Modelling Japanese in Crossfire

Imperial Japanese Army Battle FlagAs mentioned in by blog entry Time To Do ‘The Pacific’ with Crossfire I have been inspired by the release of “The Pacific” by HBO to finally build a Japanese force for Crossfire, to game the early Pacific Campaigns of 1942-44 and the Burma/Malaya Campaigns. As I have a sizeable force of 1/72nd scale Japanese coming, I thought I would give some thoughts to how Japanese Battalions & Regiments were organised historically, what peculiarities and special weapons they had, and how these are best represented in Crossfire (i.e. as defined by the rules or by an alternate method).

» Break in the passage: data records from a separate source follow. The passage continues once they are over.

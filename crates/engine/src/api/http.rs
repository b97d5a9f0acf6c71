//! HTTP routes.
//!
//! Every route addresses one session. GET routes read it from the
//! `session_id` query parameter, write routes from the JSON body; both fall
//! back to the default session when absent.

use axum::{
    extract::{Query, State},
    http::StatusCode,
    response::{IntoResponse, Response},
    routing::{get, post},
    Json, Router,
};
use serde::{Deserialize, Serialize};
use std::sync::Arc;
use wrldkeep_domain::{
    AreaSnapshot, CalendarId, DomainError, GameLogEntry, GameLogSettings, InteractionId,
    LogPayload, PlayerStaticData, Position, SaveFile, SessionId, SubZoneId, ZoneId,
};

use crate::app::App;
use crate::use_cases::{
    discovery::{
        DiscoverInteractionsInput, DiscoverInteractionsResult, ExecuteInteractionInput,
        ExecuteInteractionResult,
    },
    game_log::AddGameLogInput,
    movement::{MoveToSubZoneInput, MoveToSubZoneResult, MoveToZoneInput, MoveToZoneResult},
    region::{GenerateRegionsInput, GenerateRegionsResult},
    save::ClearSaveResult,
    time::{InitClockInput, InitClockResult},
    EngineError,
};

/// Create all HTTP routes.
pub fn routes() -> Router<Arc<App>> {
    Router::new()
        .route("/", get(health))
        .route("/api/health", get(health))
        .route("/api/v1/world-map/regions/generate", post(generate_regions))
        .route("/api/v1/world-map/move", post(move_to_zone))
        .route("/api/v1/world-map/area/move-sub-zone", post(move_to_sub_zone))
        .route("/api/v1/world-map/clock/init", post(init_clock))
        .route("/api/v1/world-map/area/current", get(get_current_area))
        .route(
            "/api/v1/world-map/area/discover-interactions",
            post(discover_interactions),
        )
        .route(
            "/api/v1/world-map/area/execute-interaction",
            post(execute_interaction),
        )
        .route("/api/v1/saves/current", get(get_save).put(put_save))
        .route("/api/v1/saves/clear", post(clear_save))
        .route("/api/v1/game-logs", get(list_game_logs).post(add_game_log))
        .route(
            "/api/v1/game-logs/settings",
            get(get_game_log_settings).put(set_game_log_settings),
        )
        .route(
            "/api/v1/player/profile",
            get(get_player_profile).put(set_player_profile),
        )
}

async fn health() -> &'static str {
    "OK"
}

#[derive(Debug, Default, Deserialize)]
struct SessionQuery {
    session_id: Option<String>,
}

fn session_id(raw: Option<String>) -> Result<SessionId, ApiError> {
    match raw {
        Some(raw) => Ok(SessionId::new(raw)?),
        None => Ok(SessionId::default()),
    }
}

// =============================================================================
// World map
// =============================================================================

fn default_desired_count() -> usize {
    6
}

fn default_max_count() -> usize {
    10
}

#[derive(Debug, Deserialize)]
struct GenerateRegionsRequest {
    session_id: Option<String>,
    #[serde(default = "default_desired_count")]
    desired_count: usize,
    #[serde(default = "default_max_count")]
    max_count: usize,
    #[serde(default)]
    world_prompt: String,
    #[serde(default)]
    force_regenerate: bool,
    #[serde(default)]
    player_position: Option<Position>,
}

async fn generate_regions(
    State(app): State<Arc<App>>,
    Json(req): Json<GenerateRegionsRequest>,
) -> Result<Json<GenerateRegionsResult>, ApiError> {
    for (field, value) in [("desired_count", req.desired_count), ("max_count", req.max_count)] {
        if !(1..=10).contains(&value) {
            return Err(EngineError::Validation(format!("{field} must be between 1 and 10")).into());
        }
    }
    let result = app
        .use_cases
        .region
        .generate
        .execute(GenerateRegionsInput {
            session_id: session_id(req.session_id)?,
            desired_count: req.desired_count,
            max_count: req.max_count,
            world_prompt: req.world_prompt,
            force_regenerate: req.force_regenerate,
            player_position: req.player_position,
        })
        .await?;
    Ok(Json(result))
}

#[derive(Debug, Deserialize)]
struct MoveRequest {
    session_id: Option<String>,
    from_zone_id: Option<String>,
    to_zone_id: String,
}

async fn move_to_zone(
    State(app): State<Arc<App>>,
    Json(req): Json<MoveRequest>,
) -> Result<Json<MoveToZoneResult>, ApiError> {
    let result = app
        .use_cases
        .movement
        .move_to_zone
        .execute(MoveToZoneInput {
            session_id: session_id(req.session_id)?,
            from_zone_id: req.from_zone_id.map(ZoneId::from_string),
            to_zone_id: ZoneId::from_string(req.to_zone_id),
        })
        .await?;
    Ok(Json(result))
}

#[derive(Debug, Deserialize)]
struct MoveSubZoneRequest {
    session_id: Option<String>,
    to_sub_zone_id: String,
}

async fn move_to_sub_zone(
    State(app): State<Arc<App>>,
    Json(req): Json<MoveSubZoneRequest>,
) -> Result<Json<MoveToSubZoneResult>, ApiError> {
    let result = app
        .use_cases
        .movement
        .move_to_sub_zone
        .execute(MoveToSubZoneInput {
            session_id: session_id(req.session_id)?,
            to_sub_zone_id: SubZoneId::from_string(req.to_sub_zone_id),
        })
        .await?;
    Ok(Json(result))
}

#[derive(Debug, Deserialize)]
struct InitClockRequest {
    session_id: Option<String>,
    calendar: Option<String>,
}

async fn init_clock(
    State(app): State<Arc<App>>,
    Json(req): Json<InitClockRequest>,
) -> Result<Json<InitClockResult>, ApiError> {
    let calendar = req.calendar.map(CalendarId::new).transpose()?;
    let result = app
        .use_cases
        .time
        .init_clock
        .execute(InitClockInput {
            session_id: session_id(req.session_id)?,
            calendar,
        })
        .await?;
    Ok(Json(result))
}

async fn get_current_area(
    State(app): State<Arc<App>>,
    Query(query): Query<SessionQuery>,
) -> Result<Json<AreaSnapshot>, ApiError> {
    let area = app
        .use_cases
        .area
        .get_current
        .execute(&session_id(query.session_id)?)
        .await?;
    Ok(Json(area))
}

#[derive(Debug, Deserialize)]
struct DiscoverRequest {
    session_id: Option<String>,
    sub_zone_id: String,
    #[serde(default)]
    intent: String,
}

async fn discover_interactions(
    State(app): State<Arc<App>>,
    Json(req): Json<DiscoverRequest>,
) -> Result<Json<DiscoverInteractionsResult>, ApiError> {
    let result = app
        .use_cases
        .discovery
        .discover
        .execute(DiscoverInteractionsInput {
            session_id: session_id(req.session_id)?,
            sub_zone_id: SubZoneId::from_string(req.sub_zone_id),
            intent: req.intent,
        })
        .await?;
    Ok(Json(result))
}

#[derive(Debug, Deserialize)]
struct ExecuteRequest {
    session_id: Option<String>,
    interaction_id: String,
}

async fn execute_interaction(
    State(app): State<Arc<App>>,
    Json(req): Json<ExecuteRequest>,
) -> Result<Json<ExecuteInteractionResult>, ApiError> {
    let result = app
        .use_cases
        .discovery
        .execute
        .execute(ExecuteInteractionInput {
            session_id: session_id(req.session_id)?,
            interaction_id: InteractionId::from_string(req.interaction_id),
        })
        .await?;
    Ok(Json(result))
}

// =============================================================================
// Saves
// =============================================================================

async fn get_save(
    State(app): State<Arc<App>>,
    Query(query): Query<SessionQuery>,
) -> Result<Json<SaveFile>, ApiError> {
    let save = app
        .use_cases
        .save
        .get
        .execute(&session_id(query.session_id)?)
        .await?;
    Ok(Json(save))
}

#[derive(Debug, Deserialize)]
struct PutSaveRequest {
    save_data: SaveFile,
}

/// Without a `session_id` query parameter the save targets its own session.
async fn put_save(
    State(app): State<Arc<App>>,
    Query(query): Query<SessionQuery>,
    Json(req): Json<PutSaveRequest>,
) -> Result<Json<SaveFile>, ApiError> {
    let target = match query.session_id {
        Some(raw) => SessionId::new(raw)?,
        None => req.save_data.session_id.clone(),
    };
    let save = app.use_cases.save.put.execute(&target, req.save_data).await?;
    Ok(Json(save))
}

#[derive(Debug, Default, Deserialize)]
struct SessionBody {
    session_id: Option<String>,
}

async fn clear_save(
    State(app): State<Arc<App>>,
    Json(req): Json<SessionBody>,
) -> Result<Json<ClearSaveResult>, ApiError> {
    let result = app
        .use_cases
        .save
        .clear
        .execute(&session_id(req.session_id)?)
        .await?;
    Ok(Json(result))
}

// =============================================================================
// Game logs
// =============================================================================

#[derive(Debug, Deserialize)]
struct AddGameLogRequest {
    session_id: Option<String>,
    kind: String,
    message: String,
    #[serde(default)]
    payload: LogPayload,
}

async fn add_game_log(
    State(app): State<Arc<App>>,
    Json(req): Json<AddGameLogRequest>,
) -> Result<Json<GameLogEntry>, ApiError> {
    let entry = app
        .use_cases
        .game_log
        .add
        .execute(AddGameLogInput {
            session_id: session_id(req.session_id)?,
            kind: req.kind,
            message: req.message,
            payload: req.payload,
        })
        .await?;
    Ok(Json(entry))
}

#[derive(Debug, Deserialize)]
struct ListGameLogsQuery {
    session_id: Option<String>,
    limit: Option<usize>,
}

#[derive(Debug, Serialize)]
struct GameLogListResponse {
    session_id: SessionId,
    items: Vec<GameLogEntry>,
}

async fn list_game_logs(
    State(app): State<Arc<App>>,
    Query(query): Query<ListGameLogsQuery>,
) -> Result<Json<GameLogListResponse>, ApiError> {
    let session_id = session_id(query.session_id)?;
    let items = app
        .use_cases
        .game_log
        .list
        .execute(&session_id, query.limit)
        .await?;
    Ok(Json(GameLogListResponse { session_id, items }))
}

#[derive(Debug, Serialize)]
struct GameLogSettingsResponse {
    session_id: SessionId,
    settings: GameLogSettings,
}

async fn get_game_log_settings(
    State(app): State<Arc<App>>,
    Query(query): Query<SessionQuery>,
) -> Result<Json<GameLogSettingsResponse>, ApiError> {
    let session_id = session_id(query.session_id)?;
    let settings = app.use_cases.game_log.settings.get(&session_id).await?;
    Ok(Json(GameLogSettingsResponse {
        session_id,
        settings,
    }))
}

#[derive(Debug, Deserialize)]
struct SetGameLogSettingsRequest {
    session_id: Option<String>,
    ai_fetch_limit: u32,
}

async fn set_game_log_settings(
    State(app): State<Arc<App>>,
    Json(req): Json<SetGameLogSettingsRequest>,
) -> Result<Json<GameLogSettingsResponse>, ApiError> {
    let session_id = session_id(req.session_id)?;
    let settings = app
        .use_cases
        .game_log
        .settings
        .set(&session_id, req.ai_fetch_limit)
        .await?;
    Ok(Json(GameLogSettingsResponse {
        session_id,
        settings,
    }))
}

// =============================================================================
// Player profile
// =============================================================================

async fn get_player_profile(
    State(app): State<Arc<App>>,
    Query(query): Query<SessionQuery>,
) -> Result<Json<PlayerStaticData>, ApiError> {
    let profile = app
        .use_cases
        .player
        .profile
        .get(&session_id(query.session_id)?)
        .await?;
    Ok(Json(profile))
}

#[derive(Debug, Deserialize)]
struct SetPlayerProfileRequest {
    session_id: Option<String>,
    #[serde(flatten)]
    profile: PlayerStaticData,
}

async fn set_player_profile(
    State(app): State<Arc<App>>,
    Json(req): Json<SetPlayerProfileRequest>,
) -> Result<Json<PlayerStaticData>, ApiError> {
    let profile = app
        .use_cases
        .player
        .profile
        .set(&session_id(req.session_id)?, req.profile)
        .await?;
    Ok(Json(profile))
}

// =============================================================================
// Errors
// =============================================================================

/// Engine failure rendered as `{"code", "message"}`.
#[derive(Debug)]
pub struct ApiError(pub EngineError);

#[derive(Serialize)]
struct ErrorBody<'a> {
    code: &'a str,
    message: String,
}

impl ApiError {
    pub fn status(&self) -> StatusCode {
        match self.0 {
            EngineError::ZoneNotFound(_) | EngineError::SubZoneNotFound(_) => {
                StatusCode::NOT_FOUND
            }
            EngineError::ClockNotInitialized | EngineError::SessionMismatch(_) => {
                StatusCode::CONFLICT
            }
            EngineError::InvalidInteraction(_)
            | EngineError::InvalidGeneratedContent(_)
            | EngineError::Validation(_) => StatusCode::UNPROCESSABLE_ENTITY,
            EngineError::StorageCorruption(_) | EngineError::Internal(_) => {
                StatusCode::INTERNAL_SERVER_ERROR
            }
        }
    }
}

impl IntoResponse for ApiError {
    fn into_response(self) -> Response {
        let status = self.status();
        let message = match &self.0 {
            EngineError::Internal(detail) => {
                tracing::error!(error = %detail, "Request failed");
                "Internal error".to_string()
            }
            EngineError::StorageCorruption(detail) => {
                tracing::error!(error = %detail, "Save storage is corrupted");
                self.0.to_string()
            }
            other => other.to_string(),
        };
        let body = ErrorBody {
            code: self.0.code(),
            message,
        };
        (status, Json(body)).into_response()
    }
}

impl From<EngineError> for ApiError {
    fn from(e: EngineError) -> Self {
        ApiError(e)
    }
}

impl From<DomainError> for ApiError {
    fn from(e: DomainError) -> Self {
        ApiError(e.into())
    }
}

As a result these are my current thoughts on representing Japanese forces and most especially the presence of their main support weapons at Battalion level, over and above HMGs…

Differences Between a Standard A and B Infantry Regiment

The first thing to look at is the most common, and fundamental, differences between the different types of Japanese Army Infantry Regiments, and those of the Marines and Naval Infantry.  Early war most Infantry Regiments (Japanese Army) are B Standard and as the war progressed A became more prevalent (i.e. reduction in Rifle Companies from 4 to 3 and generally a decentralisation of Infantry Guns – i.e. less held at Regimental level).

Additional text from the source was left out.